◆ **RECORDS FOR THE TASK**
++++++++++

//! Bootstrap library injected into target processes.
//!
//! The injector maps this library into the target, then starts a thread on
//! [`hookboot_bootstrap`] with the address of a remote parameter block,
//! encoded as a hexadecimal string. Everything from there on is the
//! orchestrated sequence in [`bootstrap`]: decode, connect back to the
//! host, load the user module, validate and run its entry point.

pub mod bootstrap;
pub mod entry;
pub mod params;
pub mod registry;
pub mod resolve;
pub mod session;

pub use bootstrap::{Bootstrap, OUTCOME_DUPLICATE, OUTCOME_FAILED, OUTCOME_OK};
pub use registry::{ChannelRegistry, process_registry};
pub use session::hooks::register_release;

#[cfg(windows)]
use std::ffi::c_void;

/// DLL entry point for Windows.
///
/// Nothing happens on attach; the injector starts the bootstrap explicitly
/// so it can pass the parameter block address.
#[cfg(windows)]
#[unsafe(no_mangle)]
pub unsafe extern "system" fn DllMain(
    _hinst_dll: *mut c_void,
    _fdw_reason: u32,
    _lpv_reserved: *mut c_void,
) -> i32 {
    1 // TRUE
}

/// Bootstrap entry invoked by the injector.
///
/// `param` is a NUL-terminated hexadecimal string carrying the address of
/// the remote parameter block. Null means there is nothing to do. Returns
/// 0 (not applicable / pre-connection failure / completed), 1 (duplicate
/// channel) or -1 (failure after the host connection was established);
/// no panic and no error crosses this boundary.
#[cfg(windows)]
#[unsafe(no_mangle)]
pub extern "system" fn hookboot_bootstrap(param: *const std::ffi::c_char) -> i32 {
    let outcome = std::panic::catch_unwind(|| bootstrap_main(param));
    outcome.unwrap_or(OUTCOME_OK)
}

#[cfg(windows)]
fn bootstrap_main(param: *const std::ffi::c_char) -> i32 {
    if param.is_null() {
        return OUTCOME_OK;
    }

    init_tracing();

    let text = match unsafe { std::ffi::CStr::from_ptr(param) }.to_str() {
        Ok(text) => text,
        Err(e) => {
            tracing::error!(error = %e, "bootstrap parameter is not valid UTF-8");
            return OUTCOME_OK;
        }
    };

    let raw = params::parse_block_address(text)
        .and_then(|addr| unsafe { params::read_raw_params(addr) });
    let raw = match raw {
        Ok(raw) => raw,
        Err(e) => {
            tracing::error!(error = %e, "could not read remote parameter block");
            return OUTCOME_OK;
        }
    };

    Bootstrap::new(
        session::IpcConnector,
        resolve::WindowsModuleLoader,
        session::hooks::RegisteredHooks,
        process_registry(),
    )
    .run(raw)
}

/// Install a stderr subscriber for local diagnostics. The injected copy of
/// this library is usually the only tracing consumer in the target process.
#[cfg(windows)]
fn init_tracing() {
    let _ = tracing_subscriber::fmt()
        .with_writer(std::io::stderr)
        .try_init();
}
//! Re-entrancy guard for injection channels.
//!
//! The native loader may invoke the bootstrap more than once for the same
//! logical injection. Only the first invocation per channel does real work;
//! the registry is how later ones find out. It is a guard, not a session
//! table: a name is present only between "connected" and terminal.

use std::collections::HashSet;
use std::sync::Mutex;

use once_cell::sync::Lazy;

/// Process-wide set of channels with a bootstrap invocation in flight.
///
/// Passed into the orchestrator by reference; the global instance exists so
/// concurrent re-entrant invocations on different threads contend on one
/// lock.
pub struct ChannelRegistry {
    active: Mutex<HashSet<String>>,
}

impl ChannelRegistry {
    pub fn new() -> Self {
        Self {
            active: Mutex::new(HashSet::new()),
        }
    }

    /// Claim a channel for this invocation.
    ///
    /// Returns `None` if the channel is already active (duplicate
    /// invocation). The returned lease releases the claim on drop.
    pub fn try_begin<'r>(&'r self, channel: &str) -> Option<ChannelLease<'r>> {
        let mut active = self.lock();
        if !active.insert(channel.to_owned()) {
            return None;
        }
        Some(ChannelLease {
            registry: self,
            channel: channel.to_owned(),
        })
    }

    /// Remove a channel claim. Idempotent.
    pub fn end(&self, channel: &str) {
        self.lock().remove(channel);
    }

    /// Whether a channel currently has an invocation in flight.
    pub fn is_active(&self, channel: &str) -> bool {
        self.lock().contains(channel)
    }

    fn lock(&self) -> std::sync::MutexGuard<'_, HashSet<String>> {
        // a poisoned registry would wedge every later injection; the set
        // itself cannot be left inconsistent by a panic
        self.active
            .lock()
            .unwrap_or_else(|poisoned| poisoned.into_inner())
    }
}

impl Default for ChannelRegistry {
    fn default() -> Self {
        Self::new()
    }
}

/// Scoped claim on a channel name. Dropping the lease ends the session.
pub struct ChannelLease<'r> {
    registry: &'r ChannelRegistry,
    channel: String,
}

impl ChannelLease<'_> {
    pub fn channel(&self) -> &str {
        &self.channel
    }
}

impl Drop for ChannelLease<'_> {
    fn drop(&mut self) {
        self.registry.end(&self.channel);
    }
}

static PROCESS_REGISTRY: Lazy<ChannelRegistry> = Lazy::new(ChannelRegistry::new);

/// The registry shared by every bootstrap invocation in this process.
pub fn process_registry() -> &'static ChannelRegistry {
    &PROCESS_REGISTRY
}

++++++++++

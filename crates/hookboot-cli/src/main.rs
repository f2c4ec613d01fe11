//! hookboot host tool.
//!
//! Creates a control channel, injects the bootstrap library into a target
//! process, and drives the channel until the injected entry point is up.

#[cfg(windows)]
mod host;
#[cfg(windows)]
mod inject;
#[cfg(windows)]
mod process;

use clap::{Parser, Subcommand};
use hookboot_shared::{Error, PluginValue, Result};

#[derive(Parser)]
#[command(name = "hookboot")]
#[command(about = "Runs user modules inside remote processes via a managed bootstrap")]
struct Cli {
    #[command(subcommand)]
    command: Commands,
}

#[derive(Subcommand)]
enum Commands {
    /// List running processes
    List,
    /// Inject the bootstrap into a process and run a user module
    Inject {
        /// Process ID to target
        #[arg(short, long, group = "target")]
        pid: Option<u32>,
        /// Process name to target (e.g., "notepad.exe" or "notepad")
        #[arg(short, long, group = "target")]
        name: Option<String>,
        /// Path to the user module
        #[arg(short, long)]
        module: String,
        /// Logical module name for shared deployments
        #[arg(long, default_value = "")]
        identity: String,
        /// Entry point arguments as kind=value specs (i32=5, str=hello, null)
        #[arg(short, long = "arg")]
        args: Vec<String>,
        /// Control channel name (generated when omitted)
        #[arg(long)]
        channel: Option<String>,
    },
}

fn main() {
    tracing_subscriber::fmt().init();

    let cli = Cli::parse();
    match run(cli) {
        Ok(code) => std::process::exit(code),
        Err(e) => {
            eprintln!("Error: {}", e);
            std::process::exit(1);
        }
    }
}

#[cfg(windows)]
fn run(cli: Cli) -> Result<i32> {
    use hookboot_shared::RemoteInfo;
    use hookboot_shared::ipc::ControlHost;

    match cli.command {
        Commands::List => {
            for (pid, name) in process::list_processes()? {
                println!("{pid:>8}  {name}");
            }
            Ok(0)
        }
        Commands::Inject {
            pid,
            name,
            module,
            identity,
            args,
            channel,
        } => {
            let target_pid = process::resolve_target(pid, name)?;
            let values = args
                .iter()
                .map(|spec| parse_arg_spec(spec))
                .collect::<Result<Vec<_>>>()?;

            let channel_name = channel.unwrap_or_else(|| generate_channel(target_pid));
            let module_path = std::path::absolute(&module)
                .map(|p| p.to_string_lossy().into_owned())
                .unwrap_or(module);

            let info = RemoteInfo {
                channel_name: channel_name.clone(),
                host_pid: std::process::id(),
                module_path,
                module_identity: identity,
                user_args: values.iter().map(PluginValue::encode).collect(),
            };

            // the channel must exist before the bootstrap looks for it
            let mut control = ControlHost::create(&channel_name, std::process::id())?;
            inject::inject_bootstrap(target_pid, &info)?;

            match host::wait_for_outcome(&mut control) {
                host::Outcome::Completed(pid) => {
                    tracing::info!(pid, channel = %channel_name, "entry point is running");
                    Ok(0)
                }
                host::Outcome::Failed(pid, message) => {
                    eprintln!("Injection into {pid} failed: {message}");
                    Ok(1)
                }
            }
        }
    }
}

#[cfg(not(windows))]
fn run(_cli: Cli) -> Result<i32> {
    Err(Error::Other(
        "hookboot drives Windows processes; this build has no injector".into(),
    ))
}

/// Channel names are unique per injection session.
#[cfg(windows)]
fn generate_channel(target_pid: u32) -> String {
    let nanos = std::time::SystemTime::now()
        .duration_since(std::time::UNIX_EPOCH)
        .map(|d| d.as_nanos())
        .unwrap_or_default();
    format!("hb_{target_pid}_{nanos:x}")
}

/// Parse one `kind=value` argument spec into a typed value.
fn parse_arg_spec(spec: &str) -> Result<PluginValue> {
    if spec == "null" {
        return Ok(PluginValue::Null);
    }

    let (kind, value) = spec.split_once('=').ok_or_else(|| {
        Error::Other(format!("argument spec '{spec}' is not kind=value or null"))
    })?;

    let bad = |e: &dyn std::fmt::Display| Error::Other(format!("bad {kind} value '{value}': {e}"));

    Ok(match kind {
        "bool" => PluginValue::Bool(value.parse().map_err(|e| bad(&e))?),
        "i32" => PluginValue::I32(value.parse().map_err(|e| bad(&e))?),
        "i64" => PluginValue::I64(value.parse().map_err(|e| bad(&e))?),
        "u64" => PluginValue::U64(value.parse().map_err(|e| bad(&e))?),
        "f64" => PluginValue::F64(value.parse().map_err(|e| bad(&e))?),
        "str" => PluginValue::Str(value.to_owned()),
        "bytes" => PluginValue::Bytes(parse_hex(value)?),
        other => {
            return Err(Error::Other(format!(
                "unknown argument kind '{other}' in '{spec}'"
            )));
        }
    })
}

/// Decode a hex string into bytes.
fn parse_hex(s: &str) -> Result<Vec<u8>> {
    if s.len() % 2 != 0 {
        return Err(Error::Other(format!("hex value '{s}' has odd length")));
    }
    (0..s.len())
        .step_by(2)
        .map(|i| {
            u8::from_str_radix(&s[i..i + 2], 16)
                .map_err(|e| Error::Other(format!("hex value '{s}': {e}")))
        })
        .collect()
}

++++++++++

◆ **TASK DIRECTIONS**
Of the lines above, retype only those from the line containing "into target processes." through the line containing "pub unsafe extern", including both, exactly.

◆ **SOLVED PROBLEM**
//! Bootstrap library injected into target processes.
//!
//! The injector maps this library into the target, then starts a thread on
//! [`hookboot_bootstrap`] with the address of a remote parameter block,
//! encoded as a hexadecimal string. Everything from there on is the
//! orchestrated sequence in [`bootstrap`]: decode, connect back to the
//! host, load the user module, validate and run its entry point.

pub mod bootstrap;
pub mod entry;
pub mod params;
pub mod registry;
pub mod resolve;
pub mod session;

pub use bootstrap::{Bootstrap, OUTCOME_DUPLICATE, OUTCOME_FAILED, OUTCOME_OK};
pub use registry::{ChannelRegistry, process_registry};
pub use session::hooks::register_release;

#[cfg(windows)]
use std::ffi::c_void;

/// DLL entry point for Windows.
///
/// Nothing happens on attach; the injector starts the bootstrap explicitly
/// so it can pass the parameter block address.
#[cfg(windows)]
#[unsafe(no_mangle)]
pub unsafe extern "system" fn DllMain(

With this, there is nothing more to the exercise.